The journal “Science” just published the first article on the findings on the dwarf planet Pluto and its moons made thanks to NASA’s New Horizons spacecraft July 14, 2015 flyby. Alan Stern of the Southwest Research Institute (SwRI), the principal investigator of the New Horizons mission, is also the first of a long series of authors of this study that first of all stresses the extraordinary geological and morphological variety of Pluto’s system.

This article describe the first results of the exploration of Pluto and its moons, which for the most part are those reported by NASA in several articles published after the New Horizons space probe’s flyby. That event turned out to be even more exciting than you might have imagined thanks to the variety found on the surface of the dwarf planet and Charon, its largest moon.

Since the first photographs, it was clear that Pluto had been geologically active until recently and perhaps still is. It’s an unexpected discovery considered this dwarf planet’s distance from the Sun and size. Until the New Horizons space probe’s flyby, scientists tended to think that Pluto was similar to Triton, a moon of Neptune that is probably a Kuiper Belt object captured by the planet. The reality proved to be more complex.

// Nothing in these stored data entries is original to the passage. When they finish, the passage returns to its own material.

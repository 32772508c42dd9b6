//! Mission service: fetch, transition, save.

use std::cmp::Ordering;

use spacex_domain::{
    InvalidStateError, Mission, MissionId, MissionRepository, Rocket,
};

use crate::error::{Result, ServiceError};

pub struct MissionService<R> {
    repository: R,
}

impl<R: MissionRepository> MissionService<R> {
    pub fn new(repository: R) -> Self {
        Self { repository }
    }

    /// Persist a mission (create or update).
    pub fn add(&mut self, mission: Mission) -> Result<Mission> {
        self.repository.save(&mission)?;
        Ok(mission)
    }

    pub fn get(&self, id: &MissionId) -> Result<Option<Mission>> {
        Ok(self.repository.get(id)?)
    }

    /// Fetch a mission, mapping a storage miss to `NotFound`.
    pub fn require(&self, id: &MissionId) -> Result<Mission> {
        self.get(id)?
            .ok_or_else(|| ServiceError::not_found("mission", id))
    }

    pub fn get_all(&self) -> Result<Vec<Mission>> {
        Ok(self.repository.get_all()?)
    }

    /// Read-only projection: all missions ordered by the given comparator.
    pub fn sorted_by<F>(&self, mut compare: F) -> Result<Vec<Mission>>
    where
        F: FnMut(&Mission, &Mission) -> Ordering,
    {
        let mut missions = self.get_all()?;
        missions.sort_by(|a, b| compare(a, b));
        Ok(missions)
    }

    /// SCHEDULED -> PENDING with the complete replacement set of rockets.
    pub fn mark_as_pending(&mut self, id: &MissionId, rockets: &[Rocket]) -> Result<Mission> {
        self.update(id, |mission| mission.mark_as_pending(rockets))
    }

    /// PENDING -> SCHEDULED with the complete replacement set of rockets.
    pub fn schedule(&mut self, id: &MissionId, rockets: &[Rocket]) -> Result<Mission> {
        self.update(id, |mission| mission.schedule(rockets))
    }

    /// SCHEDULED -> IN_PROGRESS with the complete replacement set of rockets.
    pub fn start(&mut self, id: &MissionId, rockets: &[Rocket]) -> Result<Mission> {
        self.update(id, |mission| mission.start(rockets))
    }

    /// IN_PROGRESS -> ENDED.
    pub fn end(&mut self, id: &MissionId) -> Result<Mission> {
        self.update(id, Mission::end)
    }

    /// Add rockets not previously part of the mission.
    pub fn assign_rockets(&mut self, id: &MissionId, rockets: Vec<Rocket>) -> Result<Mission> {
        self.update(id, move |mission| mission.assign_rockets(rockets))
    }

    fn update<F>(&mut self, id: &MissionId, operation: F) -> Result<Mission>
    where
        F: FnOnce(&Mission) -> std::result::Result<Mission, InvalidStateError>,
    {
        let mission = self.require(id)?;
        let updated = operation(&mission)?;
        self.repository.save(&updated)?;
        Ok(updated)
    }
}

About moons, the New Horizons space probe allowed to measure two of Pluto’s smaller moons: the size of Nix are approximately 54 × 41 × 36 km (about 33.5 x 25.5 x 22 miles), those of Hydra are of 43 x 33 km (26.7 x 20.5 miles). The data collected indicate that they spin very rapidly and that Pluto has no other moons besides the ones already known.

The findings on the diversity and geological activity of Pluto and Charon led researchers to ask new questions about the geology of the other dwarf planets. Eris, Makemake and Haumea could also have a complex and intriguing history. Unfortunately they are farther from the Sun than Pluto, making sending a space probe even more difficult.

New Horizons took about nine and a half years to reach Pluto only for a flyby. At the moment, Makemake and Haumea are little more distant from the Sun but Eris is about three times farther from the Sun than Pluto. We don’t know when it will be possible to have a close look at these dwarf planets but after the experience that actually has just begun with Pluto I think that they’ll give us more surprises.